We haven’t had the best of weather so far this month, here in central Scotland. Too much rain to be able to spend quality time outdoors, but it has been warmer, and we have had a few precious sunny hours. The lavender buds are just about to bloom, making them perfect for harvesting.
I have several lavender bushes all round the garden, ranging in colour from pale, pinky-lilac to deep, blueish-purple. Apart from looking delicate and pretty, the soothing scent that lavender brings to the garden is one of the true aromas of Summer.

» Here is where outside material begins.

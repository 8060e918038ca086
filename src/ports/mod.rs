pub mod transport;

pub use transport::{ResponseWriter, TransportError, TransportResult};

One of the best ways to continue to enjoy this sensual memory, even when the gloomier months of the year set in, is to pop a few stems in a bottle of vinegar. In a few weeks, you’ll have the sweet smell of lavender and its delicate floral notes, preserved perfectly, in a bottle. It makes a lovely gift too.
For best results, choose lavender stems with buds that have swollen and are about to break flower. Lavender keeps fresh in water for 3 days after cutting, but keep out of sunlight in order to prevent the buds opening. Change the water and trim the stems a little each day.
To make sweet lavender vinegar:
- Wash and sterilise a sound, sealable glass bottle large enough to hold 250ml liquid.
- Trim down 12 stems of lavender to fit neatly inside your bottle and discard any leaves. Gently rinse and pat dry – dip lightly in a bowl of water and dry on absorbent kitchen paper.
- Gently crush the bud end of each stem between your fingers to release the aroma, and arrange in the bottle, buds downwards.
- Slightly warm 250ml white balsamic vinegar (agrodolce white condiment) – place on a sunny windowsill, just to take any chill out of the liquid – then pour into the bottle using a small funnel. I use white balsamic vinegar because it is naturally sweet and enhances floral and citrus notes in herbs and flowers. For a more traditional vinegar, choose a good quality white wine or cider vinegar.
- Seal with a non-corrosive, acid-proof lid or stopper. Label and leave on the kitchen work top for a couple of weeks, gently turning the bottle upside down and back each day.
- After 2 weeks, taste for flavour and either strain and rebottle ready for long-term storage, or continue to store as it is, allowing the flavour to slowly increase. For an intense flavour, strain the vinegar after 2 weeks, rebottle with more fresh lavender, and store until required. Stored correctly, in a cool, dark cupboard, your vinegar should last for up to 12 months.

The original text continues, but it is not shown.